**Required work**
Every record that follows should be printed verbatim.

**Supplied records**
#[cfg(test)]
mod tests {
    use super::*;
    use application::commands::{create_item_impl, tick_meeting_impl};
    use chrono::{DateTime, Utc};
    use domain::schedule::offset_instant;
    use infrastructure::decision_repository::DecisionStatus;
    use std::sync::atomic::{AtomicUsize, Ordering};

    static NEXT_TEMP_WORKSPACE: AtomicUsize = AtomicUsize::new(0);

    struct TempWorkspace {
        path: PathBuf,
    }

    impl TempWorkspace {
        fn new() -> Self {
            let sequence = NEXT_TEMP_WORKSPACE.fetch_add(1, Ordering::Relaxed);
            let path = std::env::temp_dir().join(format!(
                "huddle-console-tests-{}-{}",
                std::process::id(),
                sequence
            ));
            fs::create_dir_all(&path).expect("create temp workspace");
            Self { path }
        }

        fn app_state(&self) -> AppState {
            AppState::with_lookup(self.path.clone(), |_| None).expect("initialize app state")
        }
    }

    impl Drop for TempWorkspace {
        fn drop(&mut self) {
            let _ = fs::remove_dir_all(&self.path);
        }
    }

    const START: &str = "2026-02-16T09:00:00Z";

    fn at_minutes(minutes: f64) -> DateTime<Utc> {
        let start = DateTime::parse_from_rfc3339(START)
            .expect("valid datetime")
            .with_timezone(&Utc);
        offset_instant(start, minutes)
    }

    fn started_meeting(state: &AppState, minutes: &[f64]) -> String {
        for (index, value) in minutes.iter().enumerate() {
            create_item_impl(state, format!("Topic {index}"), *value, None, None).expect("create item");
        }
        start_meeting_impl(state, Some(START.to_string()))
            .expect("start")
            .meeting_id
    }

    /// Ticks the controller the way the runner does and queues the batch.
    fn queue_tick(state: &AppState, tx: &mpsc::UnboundedSender<MeetingEvent>, minutes: f64) {
        let batch = state.controller().lock().expect("controller").tick(at_minutes(minutes));
        for event in batch {
            tx.send(event).expect("queue event");
        }
    }

    fn extension_minutes(state: &AppState) -> f64 {
        get_agenda_summary_impl(state).expect("summary").total_extension_minutes
    }

    #[tokio::test]
    async fn finishing_batch_is_dispatched_in_full() {
        let workspace = TempWorkspace::new();
        let state = workspace.app_state();
        started_meeting(&state, &[1.0, 1.0, 1.0]);
        append_transcript_impl(&state, "launch date stays in March".to_string()).expect("append");

        let (tx, mut rx) = mpsc::unbounded_channel();
        queue_tick(&state, &tx, 5.0);
        assert!(state.controller().lock().expect("controller").is_finished());

        let exit = drive_meeting(&state, &mut rx, &b""[..], 2, std::future::pending::<()>()).await;
        assert_eq!(exit, LoopExit::Finished);

        let mut records = state.wait_for_analyses().await.expect("wait");
        records.sort_by_key(|record| record.item_index);
        assert_eq!(
            records.iter().map(|record| record.item_index).collect::<Vec<_>>(),
            vec![0, 1, 2]
        );
        assert_eq!(records[0].status, DecisionStatus::Failed);
        assert_eq!(records[2].status, DecisionStatus::NoTranscript);
    }

    #[tokio::test]
    async fn events_left_after_quit_are_recorded_for_the_meeting() {
        let workspace = TempWorkspace::new();
        let state = workspace.app_state();
        let meeting_id = started_meeting(&state, &[1.0, 1.0]);

        let (tx, mut rx) = mpsc::unbounded_channel();
        let exit = drive_meeting(&state, &mut rx, &b"/quit\n"[..], 1, std::future::pending::<()>()).await;
        assert_eq!(exit, LoopExit::Quit);

        queue_tick(&state, &tx, 3.0);
        end_meeting_impl(&state).expect("end");
        drop(tx);
        assert_eq!(drain_events(&state, &mut rx).await, 3);

        let records = state.wait_for_analyses().await.expect("wait");
        assert_eq!(records.len(), 2);
        assert!(records.iter().all(|record| record.meeting_id == meeting_id));
    }

    #[tokio::test]
    async fn queued_events_are_applied_without_waiting() {
        let workspace = TempWorkspace::new();
        let state = workspace.app_state();
        started_meeting(&state, &[1.0, 1.0]);

        let (tx, mut rx) = mpsc::unbounded_channel();
        queue_tick(&state, &tx, 1.2);
        assert_eq!(dispatch_ready_events(&state, &mut rx), 2);
        assert_eq!(dispatch_ready_events(&state, &mut rx), 0);

        let records = state.wait_for_analyses().await.expect("wait");
        assert_eq!(records.len(), 1);
        assert_eq!(records[0].item_index, 0);
    }

    #[tokio::test]
    async fn loop_stops_on_shutdown_or_when_runner_is_gone() {
        let workspace = TempWorkspace::new();
        let state = workspace.app_state();
        started_meeting(&state, &[1.0]);

        let (tx, mut rx) = mpsc::unbounded_channel::<MeetingEvent>();
        let exit = drive_meeting(&state, &mut rx, &b""[..], 0, std::future::ready(())).await;
        assert_eq!(exit, LoopExit::Interrupted);

        drop(tx);
        let exit = drive_meeting(&state, &mut rx, &b""[..], 0, std::future::pending::<()>()).await;
        assert_eq!(exit, LoopExit::ClockStopped);
    }

    #[tokio::test]
    async fn console_commands_drive_the_meeting() {
        let workspace = TempWorkspace::new();
        let state = workspace.app_state();
        started_meeting(&state, &[5.0, 5.0]);

        assert_eq!(handle_input(&state, "/extend 2.5", 1), InputOutcome::Continue);
        assert_eq!(extension_minutes(&state), 2.5);
        assert_eq!(handle_input(&state, "/extend abc", 1), InputOutcome::Continue);
        assert_eq!(handle_input(&state, "/extend -1", 1), InputOutcome::Continue);
        assert_eq!(extension_minutes(&state), 2.5);

        assert_eq!(handle_input(&state, "/more", 1), InputOutcome::Continue);
        assert_eq!(extension_minutes(&state), 2.5);
        assert_eq!(handle_input(&state, "/status", 1), InputOutcome::Continue);
        assert_eq!(handle_input(&state, "we move the review to Friday", 1), InputOutcome::Continue);
        assert_eq!(handle_input(&state, "  /quit  ", 1), InputOutcome::Quit);
    }

    #[tokio::test]
    async fn deciding_on_the_last_item_finishes_the_meeting() {
        let workspace = TempWorkspace::new();
        let state = workspace.app_state();
        started_meeting(&state, &[1.0]);

        let opened = tick_meeting_impl(&state, Some(at_minutes(0.6).to_rfc3339())).expect("tick");
        assert!(opened
            .iter()
            .any(|event| matches!(event, MeetingEvent::PopupOpened { index: 0, .. })));

        assert_eq!(handle_input(&state, "/decide", 0), InputOutcome::Finished);
        let records = state.wait_for_analyses().await.expect("wait");
        assert_eq!(records.len(), 1);
        assert_eq!(records[0].item_index, 0);
    }
}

**Exercise result**
#[cfg(test)]
mod tests {
    use super::*;
    use application::commands::{create_item_impl, tick_meeting_impl};
    use chrono::{DateTime, Utc};
    use domain::schedule::offset_instant;
    use infrastructure::decision_repository::DecisionStatus;
    use std::sync::atomic::{AtomicUsize, Ordering};

    static NEXT_TEMP_WORKSPACE: AtomicUsize = AtomicUsize::new(0);

    struct TempWorkspace {
        path: PathBuf,
    }

    impl TempWorkspace {
        fn new() -> Self {
            let sequence = NEXT_TEMP_WORKSPACE.fetch_add(1, Ordering::Relaxed);
            let path = std::env::temp_dir().join(format!(
                "huddle-console-tests-{}-{}",
                std::process::id(),
                sequence
            ));
            fs::create_dir_all(&path).expect("create temp workspace");
            Self { path }
        }

        fn app_state(&self) -> AppState {
            AppState::with_lookup(self.path.clone(), |_| None).expect("initialize app state")
        }
    }

    impl Drop for TempWorkspace {
        fn drop(&mut self) {
            let _ = fs::remove_dir_all(&self.path);
        }
    }

    const START: &str = "2026-02-16T09:00:00Z";

    fn at_minutes(minutes: f64) -> DateTime<Utc> {
        let start = DateTime::parse_from_rfc3339(START)
            .expect("valid datetime")
            .with_timezone(&Utc);
        offset_instant(start, minutes)
    }

    fn started_meeting(state: &AppState, minutes: &[f64]) -> String {
        for (index, value) in minutes.iter().enumerate() {
            create_item_impl(state, format!("Topic {index}"), *value, None, None).expect("create item");
        }
        start_meeting_impl(state, Some(START.to_string()))
            .expect("start")
            .meeting_id
    }

    /// Ticks the controller the way the runner does and queues the batch.
    fn queue_tick(state: &AppState, tx: &mpsc::UnboundedSender<MeetingEvent>, minutes: f64) {
        let batch = state.controller().lock().expect("controller").tick(at_minutes(minutes));
        for event in batch {
            tx.send(event).expect("queue event");
        }
    }

    fn extension_minutes(state: &AppState) -> f64 {
        get_agenda_summary_impl(state).expect("summary").total_extension_minutes
    }

    #[tokio::test]
    async fn finishing_batch_is_dispatched_in_full() {
        let workspace = TempWorkspace::new();
        let state = workspace.app_state();
        started_meeting(&state, &[1.0, 1.0, 1.0]);
        append_transcript_impl(&state, "launch date stays in March".to_string()).expect("append");

        let (tx, mut rx) = mpsc::unbounded_channel();
        queue_tick(&state, &tx, 5.0);
        assert!(state.controller().lock().expect("controller").is_finished());

        let exit = drive_meeting(&state, &mut rx, &b""[..], 2, std::future::pending::<()>()).await;
        assert_eq!(exit, LoopExit::Finished);

        let mut records = state.wait_for_analyses().await.expect("wait");
        records.sort_by_key(|record| record.item_index);
        assert_eq!(
            records.iter().map(|record| record.item_index).collect::<Vec<_>>(),
            vec![0, 1, 2]
        );
        assert_eq!(records[0].status, DecisionStatus::Failed);
        assert_eq!(records[2].status, DecisionStatus::NoTranscript);
    }

    #[tokio::test]
    async fn events_left_after_quit_are_recorded_for_the_meeting() {
        let workspace = TempWorkspace::new();
        let state = workspace.app_state();
        let meeting_id = started_meeting(&state, &[1.0, 1.0]);

        let (tx, mut rx) = mpsc::unbounded_channel();
        let exit = drive_meeting(&state, &mut rx, &b"/quit\n"[..], 1, std::future::pending::<()>()).await;
        assert_eq!(exit, LoopExit::Quit);

        queue_tick(&state, &tx, 3.0);
        end_meeting_impl(&state).expect("end");
        drop(tx);
        assert_eq!(drain_events(&state, &mut rx).await, 3);

        let records = state.wait_for_analyses().await.expect("wait");
        assert_eq!(records.len(), 2);
        assert!(records.iter().all(|record| record.meeting_id == meeting_id));
    }

    #[tokio::test]
    async fn queued_events_are_applied_without_waiting() {
        let workspace = TempWorkspace::new();
        let state = workspace.app_state();
        started_meeting(&state, &[1.0, 1.0]);

        let (tx, mut rx) = mpsc::unbounded_channel();
        queue_tick(&state, &tx, 1.2);
        assert_eq!(dispatch_ready_events(&state, &mut rx), 2);
        assert_eq!(dispatch_ready_events(&state, &mut rx), 0);

        let records = state.wait_for_analyses().await.expect("wait");
        assert_eq!(records.len(), 1);
        assert_eq!(records[0].item_index, 0);
    }

    #[tokio::test]
    async fn loop_stops_on_shutdown_or_when_runner_is_gone() {
        let workspace = TempWorkspace::new();
        let state = workspace.app_state();
        started_meeting(&state, &[1.0]);

        let (tx, mut rx) = mpsc::unbounded_channel::<MeetingEvent>();
        let exit = drive_meeting(&state, &mut rx, &b""[..], 0, std::future::ready(())).await;
        assert_eq!(exit, LoopExit::Interrupted);

        drop(tx);
        let exit = drive_meeting(&state, &mut rx, &b""[..], 0, std::future::pending::<()>()).await;
        assert_eq!(exit, LoopExit::ClockStopped);
    }

    #[tokio::test]
    async fn console_commands_drive_the_meeting() {
        let workspace = TempWorkspace::new();
        let state = workspace.app_state();
        started_meeting(&state, &[5.0, 5.0]);

        assert_eq!(handle_input(&state, "/extend 2.5", 1), InputOutcome::Continue);
        assert_eq!(extension_minutes(&state), 2.5);
        assert_eq!(handle_input(&state, "/extend abc", 1), InputOutcome::Continue);
        assert_eq!(handle_input(&state, "/extend -1", 1), InputOutcome::Continue);
        assert_eq!(extension_minutes(&state), 2.5);

        assert_eq!(handle_input(&state, "/more", 1), InputOutcome::Continue);
        assert_eq!(extension_minutes(&state), 2.5);
        assert_eq!(handle_input(&state, "/status", 1), InputOutcome::Continue);
        assert_eq!(handle_input(&state, "we move the review to Friday", 1), InputOutcome::Continue);
        assert_eq!(handle_input(&state, "  /quit  ", 1), InputOutcome::Quit);
    }

    #[tokio::test]
    async fn deciding_on_the_last_item_finishes_the_meeting() {
        let workspace = TempWorkspace::new();
        let state = workspace.app_state();
        started_meeting(&state, &[1.0]);

        let opened = tick_meeting_impl(&state, Some(at_minutes(0.6).to_rfc3339())).expect("tick");
        assert!(opened
            .iter()
            .any(|event| matches!(event, MeetingEvent::PopupOpened { index: 0, .. })));

        assert_eq!(handle_input(&state, "/decide", 0), InputOutcome::Finished);
        let records = state.wait_for_analyses().await.expect("wait");
        assert_eq!(records.len(), 1);
        assert_eq!(records[0].item_index, 0);
    }
}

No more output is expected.